Breast implant revision could be necessary for several reasons. You may want smaller or larger implants, wish to replace older implants, or you may be facing complications that need treatment. Dr. Copit may elect to employ one of several advanced revision techniques, based on your unique case.
There are several possible implant complications. In the first few years after undergoing breast augmentation surgery, the risk of suffering a difficulty is relatively low. The older the implants, the more likely a complication can occur, requiring revision surgery.
Breast ptosis is the sagging of the breast skin that naturally occurs with age or due to fluctuations in weight. When the skin on the breasts is less resilient, this can cause the breasts to sink lower over time. Many women who suffer from breast ptosis require a breast lift in combination with implant replacement.
Implant rupture or deflation
Breast implants do not last forever. Eventually, the implant’s movement within the tissues will cause the implant shell to wear. If an implant tears, both implants will be replaced. Revision surgery after implant deflation is relatively straightforward: the old implants are removed, and in most cases, replaced with implants of a similar or different size.
Capsular contracture is when hardened scar tissue forms around the implant. Regularly massaging the breasts or placing the implants below the chest muscle can help prevent capsular contracture. When capsular contracture develops, it restricts the implant, leading to discomfort or pain and a distorted appearance. The scar tissue can make the breast feel hard rather than soft and natural. The hardened capsule (the scar tissue) around the implant may need to be removed or opened. The implant will be removed and replaced. Generally, the new implants should be placed below the chest muscle to avoid the condition appearing again.

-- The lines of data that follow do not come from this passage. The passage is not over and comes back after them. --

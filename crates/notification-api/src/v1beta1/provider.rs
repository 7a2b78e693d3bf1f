//! Provider Custom Resource Definition (v1beta1)
//!
//! Deprecated version kept for clients that have not migrated. Carries a
//! status subresource which v1beta3 no longer stores.

use std::time::Duration;

use kube::CustomResource;
use schemars::JsonSchema;
use serde::{Deserialize, Serialize};

use super::ProviderType;
use crate::condition::{self, Condition, READY_CONDITION};
use crate::duration::{DEFAULT_TIMEOUT, DurationFormat, parse_duration};
use crate::error::{FieldWarning, ValidationErrors};
use crate::kind::ApiVersion;
use crate::references::LocalObjectReference;
use crate::validation::{SpecFields, Validator};

/// Requeue interval assumed when a v1beta1 Provider does not set one
pub const DEFAULT_REQUEUE_AFTER: Duration = Duration::from_secs(600);

/// ProviderSpec defines the desired state of a v1beta1 Provider
#[derive(CustomResource, Debug, Clone, Serialize, Deserialize, JsonSchema, PartialEq)]
#[kube(
    group = "notification.toolkit.fluxcd.io",
    version = "v1beta1",
    kind = "Provider",
    namespaced,
    status = "ProviderStatus",
    derive = "PartialEq",
    deprecated = "v1beta1 Provider is deprecated, upgrade to v1beta3",
    printcolumn = r#"{"name":"Age","type":"date","jsonPath":".metadata.creationTimestamp"}"#,
    printcolumn = r#"{"name":"Ready","type":"string","jsonPath":".status.conditions[?(@.type==\"Ready\")].status"}"#,
    printcolumn = r#"{"name":"Status","type":"string","jsonPath":".status.conditions[?(@.type==\"Ready\")].message"}"#
)]
#[serde(rename_all = "camelCase")]
pub struct ProviderSpec {
    /// Which Provider implementation to use
    #[serde(rename = "type")]
    pub type_: ProviderType,

    /// Interval at which to reconcile the Provider with its secret references
    #[serde(default, skip_serializing_if = "Option::is_none")]
    #[schemars(regex(pattern = r"^([0-9]+(\.[0-9]+)?(ms|s|m|h))+$"))]
    pub interval: Option<String>,

    /// Channel to post events to
    #[serde(default, skip_serializing_if = "Option::is_none")]
    #[schemars(length(max = 2048))]
    pub channel: Option<String>,

    /// Bot username used when posting events
    #[serde(default, skip_serializing_if = "Option::is_none")]
    #[schemars(length(max = 2048))]
    pub username: Option<String>,

    /// HTTP/S webhook address of this Provider
    #[serde(default, skip_serializing_if = "Option::is_none")]
    #[schemars(length(max = 2048), regex(pattern = r"^(http|https)://.*$"))]
    pub address: Option<String>,

    /// Timeout for sending event notifications, defaults to 15s
    #[serde(default, skip_serializing_if = "Option::is_none")]
    #[schemars(regex(pattern = r"^([0-9]+(\.[0-9]+)?(ms|s|m))+$"))]
    pub timeout: Option<String>,

    /// HTTP/S address of the proxy
    #[serde(default, skip_serializing_if = "Option::is_none")]
    #[schemars(length(max = 2048), regex(pattern = r"^(http|https)://.*$"))]
    pub proxy: Option<String>,

    /// Secret holding authentication credentials
    #[serde(default, skip_serializing_if = "Option::is_none")]
    pub secret_ref: Option<LocalObjectReference>,

    /// Secret holding TLS material
    #[serde(default, skip_serializing_if = "Option::is_none")]
    pub cert_secret_ref: Option<LocalObjectReference>,

    /// Tells the controller to ignore events for this Provider
    #[serde(default, skip_serializing_if = "std::ops::Not::not")]
    pub suspend: bool,
}

/// ProviderStatus defines the observed state of a v1beta1 Provider
#[derive(Debug, Clone, Serialize, Deserialize, JsonSchema, Default, PartialEq, Eq)]
#[serde(rename_all = "camelCase")]
pub struct ProviderStatus {
    /// Token of the last reconcile request handled by the controller
    #[serde(default, skip_serializing_if = "Option::is_none")]
    pub last_handled_reconcile_at: Option<String>,

    /// Last observed generation
    #[serde(default, skip_serializing_if = "Option::is_none")]
    pub observed_generation: Option<i64>,

    /// Latest observations, at most one per type
    #[serde(default, skip_serializing_if = "Vec::is_empty")]
    pub conditions: Vec<Condition>,
}

impl ProviderSpec {
    /// Create a spec of the given type with every optional field unset
    pub fn new(type_: ProviderType) -> Self {
        Self {
            type_,
            interval: None,
            channel: None,
            username: None,
            address: None,
            timeout: None,
            proxy: None,
            secret_ref: None,
            cert_secret_ref: None,
            suspend: false,
        }
    }

    /// Request timeout, 15s when unset or unparseable
    pub fn get_timeout(&self) -> Duration {
        self.timeout
            .as_deref()
            .and_then(|t| parse_duration(t, DurationFormat::Timeout).ok())
            .unwrap_or(DEFAULT_TIMEOUT)
    }

    /// Reconcile interval, 10m when unset or unparseable
    pub fn get_requeue_after(&self) -> Duration {
        self.interval
            .as_deref()
            .and_then(|i| parse_duration(i, DurationFormat::Interval).ok())
            .unwrap_or(DEFAULT_REQUEUE_AFTER)
    }

    /// Check field formats
    ///
    /// v1beta1 requires an HTTP/S scheme on `address` for every kind.
    pub fn validate(&self) -> Result<Vec<FieldWarning>, ValidationErrors> {
        let mut v = Validator::default();
        v.spec_fields(&self.fields(), ApiVersion::V1beta1);
        v.finish()
    }

    fn fields(&self) -> SpecFields<'_> {
        SpecFields {
            interval: self.interval.as_deref(),
            channel: self.channel.as_deref(),
            username: self.username.as_deref(),
            address: self.address.as_deref(),
            timeout: self.timeout.as_deref(),
            proxy: self.proxy.as_deref(),
            proxy_secret_ref: None,
            secret_ref: self.secret_ref.as_ref().map(|r| r.name.as_str()),
            cert_secret_ref: self.cert_secret_ref.as_ref().map(|r| r.name.as_str()),
        }
    }
}

impl Provider {
    /// Request timeout, 15s when unset
    pub fn get_timeout(&self) -> Duration {
        self.spec.get_timeout()
    }

    /// Reconcile interval, 10m when unset
    pub fn get_requeue_after(&self) -> Duration {
        self.spec.get_requeue_after()
    }

    /// Whether the consumer should skip events for this Provider
    pub fn is_suspended(&self) -> bool {
        self.spec.suspend
    }

    /// Validate the spec, see [`ProviderSpec::validate`]
    pub fn validate(&self) -> Result<Vec<FieldWarning>, ValidationErrors> {
        self.spec.validate()
    }

    /// Current status conditions, empty when no status was written
    pub fn get_conditions(&self) -> &[Condition] {
        self.status
            .as_ref()
            .map(|s| s.conditions.as_slice())
            .unwrap_or_default()
    }

    /// Replace all conditions; duplicate types collapse to the last record
    pub fn set_conditions(&mut self, conditions: Vec<Condition>) {
        self.status.get_or_insert_with(ProviderStatus::default).conditions =
            condition::dedup_conditions(conditions);
    }

    /// Insert or replace a single condition by type
    pub fn set_condition(&mut self, condition: Condition) {
        condition::set_condition(self.get_status_conditions(), condition);
    }

    /// Mutable handle on the status conditions
    ///
    /// Retained for older consumers; callers must keep at most one
    /// condition per type.
    pub fn get_status_conditions(&mut self) -> &mut Vec<Condition> {
        &mut self.status.get_or_insert_with(ProviderStatus::default).conditions
    }

    /// Whether the `Ready` condition is `True`
    pub fn is_ready(&self) -> bool {
        condition::find_condition(self.get_conditions(), READY_CONDITION).is_some_and(Condition::is_true)
    }
}

#[cfg(test)]
mod tests {
    use super::*;
    use crate::condition::ConditionStatus;
    use crate::error::FieldError;

    fn provider() -> Provider {
        Provider::new("alerts", ProviderSpec::new(ProviderType::Slack))
    }

    #[test]
    fn test_defaults() {
        let p = provider();
        assert_eq!(p.get_timeout(), Duration::from_secs(15));
        assert_eq!(p.get_requeue_after(), Duration::from_secs(600));
        assert!(!p.is_suspended());
        assert!(p.get_conditions().is_empty());
        assert!(!p.is_ready());
    }

    #[test]
    fn test_requeue_after_uses_interval() {
        let mut p = provider();
        p.spec.interval = Some("1h".to_string());
        assert_eq!(p.get_requeue_after(), Duration::from_secs(3600));
    }

    #[test]
    fn test_malformed_interval_is_rejected() {
        let mut p = provider();
        p.spec.interval = Some("1d".to_string());
        let errors = p.validate().unwrap_err().into_inner();
        assert!(matches!(
            errors.as_slice(),
            [FieldError::MalformedDuration { field, value, .. }] if field == "spec.interval" && value == "1d"
        ));
        assert_eq!(p.get_requeue_after(), DEFAULT_REQUEUE_AFTER, "accessor falls back");

        p.spec.interval = Some("1h30m".to_string());
        assert!(p.validate().is_ok());
    }

    #[test]
    fn test_address_must_be_http() {
        let mut p = provider();
        p.spec.address = Some("https://hooks.slack.com/services/x".to_string());
        assert!(p.validate().is_ok());

        p.spec.address = Some("nats://nats:4222".to_string());
        let errors = p.validate().unwrap_err().into_inner();
        assert!(matches!(
            errors.as_slice(),
            [FieldError::PatternMismatch { field, .. }] if field == "spec.address"
        ));
    }

    #[test]
    fn test_set_conditions_keeps_one_per_type() {
        let mut p = provider();
        p.set_conditions(vec![
            Condition::new(READY_CONDITION, ConditionStatus::False, "Progressing", ""),
            Condition::new(READY_CONDITION, ConditionStatus::True, "Succeeded", "Initialized"),
        ]);
        assert_eq!(p.get_conditions().len(), 1);
        assert!(p.is_ready());
    }

    #[test]
    fn test_set_condition_replaces_by_type() {
        let mut p = provider();
        p.set_condition(Condition::new(READY_CONDITION, ConditionStatus::Unknown, "Progressing", ""));
        p.set_condition(Condition::new(READY_CONDITION, ConditionStatus::False, "ValidationFailed", "bad"));
        assert_eq!(p.get_conditions().len(), 1);
        assert_eq!(p.get_conditions()[0].reason, "ValidationFailed");
    }

    #[test]
    fn test_status_conditions_handle_mutates_in_place() {
        let mut p = provider();
        p.get_status_conditions()
            .push(Condition::new(READY_CONDITION, ConditionStatus::True, "Succeeded", ""));
        assert!(p.is_ready());
        assert!(p.status.is_some());
    }

    #[test]
    fn test_status_wire_shape_omits_empty_fields() {
        let json = serde_json::to_value(ProviderStatus::default()).unwrap();
        assert_eq!(json, serde_json::json!({}));
    }
}
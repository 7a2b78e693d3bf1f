//! v1beta1 Provider API
//!
//! Deprecated. Served for existing clients and converted to v1beta3 for
//! storage; its status travels in a conversion annotation.

pub mod provider;
pub mod provider_type;

pub use provider::*;
pub use provider_type::*;

/// List of v1beta1 Providers
pub type ProviderList = kube::core::ObjectList<Provider>;
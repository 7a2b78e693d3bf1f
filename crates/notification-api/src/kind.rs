//! Provider kind registry
//!
//! Stable string identifiers for every provider kind, grouped by the API
//! version that introduced them. Identifiers are lower-case, case-sensitive
//! and never renamed; later versions only add to the set.

use std::collections::BTreeSet;
use std::fmt;

use serde::{Deserialize, Serialize};

use crate::{v1beta1, v1beta3};

/// API group shared by every served version of the Provider resource
pub const GROUP: &str = "notification.toolkit.fluxcd.io";

/// Resource kind of the Provider object
pub const PROVIDER_KIND: &str = "Provider";

/// Plain JSON webhook
pub const GENERIC_PROVIDER: &str = "generic";
/// JSON webhook signed with an HMAC of the payload
pub const GENERIC_HMAC_PROVIDER: &str = "generic-hmac";
/// Slack incoming webhook or chat API
pub const SLACK_PROVIDER: &str = "slack";
/// Grafana annotations API
pub const GRAFANA_PROVIDER: &str = "grafana";
/// Discord webhook
pub const DISCORD_PROVIDER: &str = "discord";
/// Microsoft Teams incoming webhook or workflow
pub const MSTEAMS_PROVIDER: &str = "msteams";
/// Rocket.Chat incoming webhook
pub const ROCKET_PROVIDER: &str = "rocket";
/// GitHub repository dispatch event
pub const GITHUB_DISPATCH_PROVIDER: &str = "githubdispatch";
/// GitHub commit status
pub const GITHUB_PROVIDER: &str = "github";
/// GitLab commit status
pub const GITLAB_PROVIDER: &str = "gitlab";
/// Bitbucket Cloud commit status
pub const BITBUCKET_PROVIDER: &str = "bitbucket";
/// Azure DevOps commit status
pub const AZURE_DEVOPS_PROVIDER: &str = "azuredevops";
/// Google Chat webhook
pub const GOOGLE_CHAT_PROVIDER: &str = "googlechat";
/// Webex room message
pub const WEBEX_PROVIDER: &str = "webex";
/// Sentry event
pub const SENTRY_PROVIDER: &str = "sentry";
/// Azure Event Hubs message
pub const AZURE_EVENT_HUB_PROVIDER: &str = "azureeventhub";
/// Telegram bot message
pub const TELEGRAM_PROVIDER: &str = "telegram";
/// Lark bot message
pub const LARK_PROVIDER: &str = "lark";
/// Matrix room message
pub const MATRIX_PROVIDER: &str = "matrix";
/// Opsgenie alert
pub const OPSGENIE_PROVIDER: &str = "opsgenie";
/// Prometheus Alertmanager alert
pub const ALERTMANAGER_PROVIDER: &str = "alertmanager";

/// Gitea commit status
pub const GITEA_PROVIDER: &str = "gitea";
/// Bitbucket Server / Data Center commit status
pub const BITBUCKET_SERVER_PROVIDER: &str = "bitbucketserver";
/// Google Cloud Pub/Sub message
pub const GOOGLE_PUBSUB_PROVIDER: &str = "googlepubsub";
/// PagerDuty event
pub const PAGERDUTY_PROVIDER: &str = "pagerduty";
/// Datadog event
pub const DATADOG_PROVIDER: &str = "datadog";
/// NATS subject publish
pub const NATS_PROVIDER: &str = "nats";
/// Zulip stream message
pub const ZULIP_PROVIDER: &str = "zulip";
/// OpenTelemetry trace export
pub const OTEL_PROVIDER: &str = "otel";
/// GitHub pull request comment
pub const GITHUB_PULL_REQUEST_COMMENT_PROVIDER: &str = "githubpullrequestcomment";

/// Kinds that post commit statuses to a source forge and therefore accept
/// `commitStatusExpr`
pub const COMMIT_STATUS_PROVIDERS: [&str; 6] = [
    GITHUB_PROVIDER,
    GITLAB_PROVIDER,
    GITEA_PROVIDER,
    BITBUCKET_SERVER_PROVIDER,
    BITBUCKET_PROVIDER,
    AZURE_DEVOPS_PROVIDER,
];

/// Kinds that can authenticate through a Kubernetes service account
/// exchanged for cloud credentials
pub const WORKLOAD_IDENTITY_PROVIDERS: [&str; 3] = [
    AZURE_EVENT_HUB_PROVIDER,
    AZURE_DEVOPS_PROVIDER,
    GOOGLE_PUBSUB_PROVIDER,
];

/// Served versions of the Provider resource
#[derive(Debug, Clone, Copy, PartialEq, Eq, Hash, PartialOrd, Ord, Serialize, Deserialize)]
#[serde(rename_all = "lowercase")]
pub enum ApiVersion {
    /// Deprecated version, still served and carrying a status subresource
    V1beta1,

    /// Storage version
    V1beta3,
}

impl ApiVersion {
    /// Every served version, oldest first
    pub const ALL: [ApiVersion; 2] = [ApiVersion::V1beta1, ApiVersion::V1beta3];

    /// Version used for persistence
    pub const STORAGE: ApiVersion = ApiVersion::V1beta3;

    /// Version name, e.g. `v1beta3`
    pub const fn as_str(self) -> &'static str {
        match self {
            ApiVersion::V1beta1 => "v1beta1",
            ApiVersion::V1beta3 => "v1beta3",
        }
    }

    /// Fully qualified `apiVersion` value, e.g.
    /// `notification.toolkit.fluxcd.io/v1beta3`
    pub fn api_version(self) -> String {
        format!("{GROUP}/{}", self.as_str())
    }

    /// Parse a fully qualified `apiVersion` value
    pub fn from_api_version(api_version: &str) -> Option<Self> {
        let (group, version) = api_version.split_once('/')?;
        if group != GROUP {
            return None;
        }
        Self::ALL.into_iter().find(|v| v.as_str() == version)
    }

    /// Whether this is the storage version
    pub const fn is_storage(self) -> bool {
        matches!(self, ApiVersion::V1beta3)
    }
}

impl fmt::Display for ApiVersion {
    fn fmt(&self, f: &mut fmt::Formatter<'_>) -> fmt::Result {
        f.write_str(self.as_str())
    }
}

/// Whether `kind` names a provider kind served by `version`
///
/// Matching is exact: `GitHub` is not `github`.
pub fn is_valid_kind(version: ApiVersion, kind: &str) -> bool {
    match version {
        ApiVersion::V1beta1 => v1beta1::ProviderType::ALL.iter().any(|t| t.as_str() == kind),
        ApiVersion::V1beta3 => v1beta3::ProviderType::ALL.iter().any(|t| t.as_str() == kind),
    }
}

/// Every provider kind served by `version`, lexically sorted
pub fn all_kinds(version: ApiVersion) -> BTreeSet<&'static str> {
    match version {
        ApiVersion::V1beta1 => v1beta1::ProviderType::ALL.iter().map(|t| t.as_str()).collect(),
        ApiVersion::V1beta3 => v1beta3::ProviderType::ALL.iter().map(|t| t.as_str()).collect(),
    }
}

The double-bubble look results when there is volume both above and below the breast crease. This may be caused by an implant that has shifted lower in the surgical pocket and sits partially below the inframammary crease. Double-bubble can occur when a breast lift should have been performed at the same time as the augmentation. In the case of double-bubble deformities, revision surgery may involve the release of constricted muscles, reconstruction of the inframammary fold, tightening of the implant pocket, moving the implant, and a custom breast lift.
Implant displacement refers to implants that sit too low, too high, or too far to either side of the breasts. If the implant pocket was too large or stretched after surgery, the implant may sit too low, resulting in a bottomed-out appearance. If the surgical pocket is too small or not positioned correctly, the breasts may sit too high on the chest or too far apart, creating an unnatural look. In the case of implant displacement, the surgical pocket size or location may need to be adjusted.
Implant rippling means the implant can be seen and felt through the skin. When this occurs, you may pursue breast implant revision surgery to correct the problem. Implant rippling is typically associated with saline implants not being filled to the correct capacity or a lack of sufficient natural breast tissue coverage. In cases of implant rippling, the implants may need to be replaced, and our surgeons may advise you that the new implants should be positioned below the chest muscle.
Poor implant coverage
Insufficient tissue coverage for the implant can make implant rippling more obvious and result in a less natural appearance, with the implant visible under the skin. We may recommend the implants be replaced and put beneath the chest muscles. If you feel your breasts appear unnatural, a smaller breast implant could be the solution.
Symmastia is a condition in which the breast tissue converges, resulting in a uni-boob appearance. Correction of symmastia may involve internal sutures and adjustment of the implant pocket.